Not every formulation of populism looks like that. The historian Walter Nugent, for example, argued in 1963’s The Tolerant Populists that America’s historical Populist Party was no more anti-pluralist than its opponents. In Populism’s Power, released the same year as Müller’s book, the Wellesley political scientist Laura Grattan offered a definition of populism that has room for pluralist, inclusive movements. But it is the Berlin-Müller brand of populism that is currently surging in Ankara, Budapest, and Washington, threatening individual liberty, free markets, the rule of law, constitutionalism, the free press, and liberal democracy.
The policies promoted by those governments vary, but they reject two related ideas. One is pluralism, the idea that people are variegated, with different interests and values that need to be negotiated through democratic political processes. The other is liberalism—not in the narrow American sense of the political center-left, but the broader belief that individuals have rights and the state’s power should be limited to protect those rights.
Populists can be “of the left,” but they need not be motivated by Marxian ideas of class conflict or central planning. They can be “of the right,” but they are distinctly different from old-school reactionaries who yearn for a lost world of ordered hierarchies; if anything, they tend to dissolve old-fashioned classes and social orders into the undifferentiated mass of The People. Or they can reject the left/right spectrum altogether. As the French populist leader Marine Le Pen put it in 2015, “Now the split isn’t between the left and the right but between the globalists and the patriots.”

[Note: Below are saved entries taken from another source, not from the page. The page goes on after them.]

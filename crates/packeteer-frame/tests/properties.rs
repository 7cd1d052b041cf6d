//! Property-based tests for frame encoding and stream resynchronization.

use bytes::{Bytes, BytesMut};
use packeteer_frame::{Flags, Frame, FrameReader, HEADER_SIZE, MAX_PAYLOAD};
use proptest::prelude::*;

// Sub-ids are 1..=252 bytes of non-NUL text, inside the 255-byte slot.
fn sub_id_strategy() -> impl Strategy<Value = Option<String>> {
    proptest::option::of("[^\\x00]{1,63}")
}

fn frame_strategy(max_payload: usize) -> impl Strategy<Value = Frame> {
    (
        any::<u16>(),
        any::<i32>(),
        sub_id_strategy(),
        any::<i64>(),
        proptest::collection::vec(any::<u8>(), 0..=max_payload),
    )
        .prop_map(|(flags, type_id, sub_id, timestamp, payload)| Frame {
            flags: Flags::from(flags),
            type_id,
            sub_id,
            timestamp,
            payload: Bytes::from(payload),
        })
}

fn wire(frame: &Frame) -> Vec<u8> {
    let mut buf = BytesMut::new();
    frame.encode(&mut buf).expect("should encode");
    buf.to_vec()
}

proptest! {
    #[test]
    fn frame_round_trip(frame in frame_strategy(MAX_PAYLOAD)) {
        let bytes = wire(&frame);
        prop_assert_eq!(bytes.len(), HEADER_SIZE + frame.payload.len());

        let mut reader = FrameReader::buffered(&bytes[..]);
        let parsed = reader.read_frame().expect("should decode");
        prop_assert_eq!(parsed, frame);
    }

    #[test]
    fn scanner_skips_garbage_and_corrupt_header(
        garbage in proptest::collection::vec(any::<u8>(), 0..512),
        valid in frame_strategy(256),
        corrupt in frame_strategy(256),
        index in 4..HEADER_SIZE - 4,
        mask in 1u8..,
    ) {
        let good = wire(&valid);
        let mut broken = wire(&corrupt);
        broken[index] ^= mask;

        let mut stream = garbage;
        stream.extend_from_slice(&good);
        stream.extend_from_slice(&broken);
        stream.extend_from_slice(&good);

        let mut reader = FrameReader::buffered(&stream[..]);
        let first = reader.read_frame().expect("first valid frame should decode");
        prop_assert_eq!(&first, &valid);
        let second = reader.read_frame().expect("corrupt frame should be skipped");
        prop_assert_eq!(&second, &valid);
    }
}
//! Rewindable stream abstraction.
//!
//! The frame scanner must be able to return to the byte right after a
//! magic sequence whenever a candidate frame turns out to be corrupt. This
//! crate provides that capability on top of plain `std::io` streams:
//! - [`Markable`]: the mark / reset / skip contract the scanner relies on
//! - [`MarkReader`]: buffers any `Read` so it can be rewound (sockets, pipes, stdin)
//! - [`SeekMark`]: marks by stream position on anything that is `Read + Seek`
//!
//! This is the lowest layer of packeteer. Transports themselves (socket
//! setup, file opening) are left to the caller.

pub mod error;
pub mod mark;
pub mod traits;

pub use error::{Result, TransportError};
pub use mark::{MarkReader, SeekMark, DEFAULT_MARK_CAPACITY};
pub use traits::Markable;
//! Typed messages carried inside frames.
//!
//! A message type supplies its numeric id, an optional sub-id and the logic
//! to write and read its own body. The framing layer only ever sees the id,
//! the sub-id and the serialized payload.
//!
//! Decoding a frame back into a message goes through a [`MessageRegistry`]:
//! an explicit table from type id to decode function, filled at startup.

use std::collections::HashMap;

use bytes::Bytes;

use crate::body::{BodyError, BodyReader, BodyWriter};
use crate::codec::Frame;

/// Errors raised while converting between messages and payloads.
#[derive(Debug, thiserror::Error)]
pub enum MessageError {
    /// Body encoding failed.
    #[error("failed to serialize {message} (type {type_id}): {source}")]
    Serialize {
        message: &'static str,
        type_id: i32,
        source: BodyError,
    },

    /// Body decoding failed.
    #[error("failed to deserialize {message} (type {type_id}): {source}")]
    Deserialize {
        message: &'static str,
        type_id: i32,
        source: BodyError,
    },

    /// No decoder is registered for this type id.
    #[error("no message registered for type {0}")]
    UnknownType(i32),
}

pub type Result<T> = std::result::Result<T, MessageError>;

/// A message with its own body encoding.
pub trait Message: Sized {
    /// Numeric type id written to the frame header.
    const ID: i32;

    /// Optional string qualifier, at most 255 UTF-8 bytes.
    fn sub_id(&self) -> Option<&str> {
        None
    }

    fn write_body(&self, out: &mut BodyWriter) -> std::result::Result<(), BodyError>;

    /// Rebuild a message from its body. `sub_id` is whatever the frame carried.
    fn read_body(
        sub_id: Option<&str>,
        input: &mut BodyReader,
    ) -> std::result::Result<Self, BodyError>;

    /// Encode the body into a payload.
    fn serialize(&self) -> Result<Bytes> {
        let mut out = BodyWriter::new();
        self.write_body(&mut out)
            .map_err(|source| MessageError::Serialize {
                message: std::any::type_name::<Self>(),
                type_id: Self::ID,
                source,
            })?;
        Ok(out.into_bytes())
    }

    /// Decode a payload produced by [`serialize`](Message::serialize).
    fn deserialize(sub_id: Option<&str>, payload: impl Into<Bytes>) -> Result<Self> {
        let mut input = BodyReader::new(payload);
        Self::read_body(sub_id, &mut input).map_err(|source| MessageError::Deserialize {
            message: std::any::type_name::<Self>(),
            type_id: Self::ID,
            source,
        })
    }
}

type DecodeFn<M> = fn(Option<&str>, Bytes) -> Result<M>;

fn decode_into<T, M>(sub_id: Option<&str>, payload: Bytes) -> Result<M>
where
    T: Message + Into<M>,
{
    T::deserialize(sub_id, payload).map(Into::into)
}

/// Maps frame type ids to message decoders producing a common type `M`.
///
/// `M` is typically an enum with one variant per message type:
///
/// ```
/// # use packeteer_frame::{Message, MessageRegistry, BodyReader, BodyWriter, BodyError};
/// struct Ping(i64);
///
/// impl Message for Ping {
///     const ID: i32 = 1;
///     fn write_body(&self, out: &mut BodyWriter) -> Result<(), BodyError> {
///         out.write_i64(self.0);
///         Ok(())
///     }
///     fn read_body(_: Option<&str>, input: &mut BodyReader) -> Result<Self, BodyError> {
///         Ok(Ping(input.read_i64()?))
///     }
/// }
///
/// enum Inbound {
///     Ping(Ping),
/// }
///
/// impl From<Ping> for Inbound {
///     fn from(p: Ping) -> Self {
///         Inbound::Ping(p)
///     }
/// }
///
/// let mut registry = MessageRegistry::<Inbound>::new();
/// registry.register::<Ping>();
/// assert!(registry.contains(1));
/// ```
pub struct MessageRegistry<M> {
    decoders: HashMap<i32, DecodeFn<M>>,
}

impl<M> MessageRegistry<M> {
    pub fn new() -> Self {
        Self {
            decoders: HashMap::new(),
        }
    }

    /// Register `T` under `T::ID`, replacing any earlier registration.
    pub fn register<T>(&mut self) -> &mut Self
    where
        T: Message + Into<M>,
    {
        if self
            .decoders
            .insert(T::ID, decode_into::<T, M> as DecodeFn<M>)
            .is_some()
        {
            tracing::warn!(type_id = T::ID, "message decoder replaced");
        }
        self
    }

    pub fn contains(&self, type_id: i32) -> bool {
        self.decoders.contains_key(&type_id)
    }

    /// Decode a raw payload for `type_id`.
    pub fn decode(&self, type_id: i32, sub_id: Option<&str>, payload: Bytes) -> Result<M> {
        let decode = self
            .decoders
            .get(&type_id)
            .ok_or(MessageError::UnknownType(type_id))?;
        decode(sub_id, payload)
    }

    /// Decode the payload of a scanned frame.
    pub fn dispatch(&self, frame: &Frame) -> Result<M> {
        self.decode(frame.type_id, frame.sub_id.as_deref(), frame.payload.clone())
    }
}

impl<M> Default for MessageRegistry<M> {
    fn default() -> Self {
        Self::new()
    }
}

impl<M> std::fmt::Debug for MessageRegistry<M> {
    fn fmt(&self, f: &mut std::fmt::Formatter<'_>) -> std::fmt::Result {
        let mut ids: Vec<_> = self.decoders.keys().copied().collect();
        ids.sort_unstable();
        f.debug_struct("MessageRegistry").field("type_ids", &ids).finish()
    }
}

Populists frequently believe that the true will of the authentic people is focused in one leader. Hugo Chávez, Venezuela’s late populist president, put it bluntly: “Chávez is no longer me! Chávez is a people! Chávez—we are millions. You are also Chávez! Venezuelan woman, you are also Chávez! Young Venezuelan, you are Chávez! Venezuelan child, you are Chávez! Venezuelan soldier, you are Chávez! Fisherman, farmer, peasant, merchant! Because Chávez is not me. Chávez is a people!” Turkey’s leader, Recep Tayyip Erdoğan, once responded to a lone opposition voice by thundering, “We are the people! Who are you?” And then there’s Donald Trump’s less dramatic declaration that “I am your voice!”
Populists may seek power by democratic means, but that does not make them liberal. They often campaign against limits on the power of the people, especially independent judiciaries and other checks on the executive. Populists can be socialist or nationalist or both, they can be “pro-business” (crony capitalist) or “pro-labor” (crony unionist), but they share the idea that society must be put under some sort of control, exercised by a leader or a party that represents the true people and is fighting against their enemies.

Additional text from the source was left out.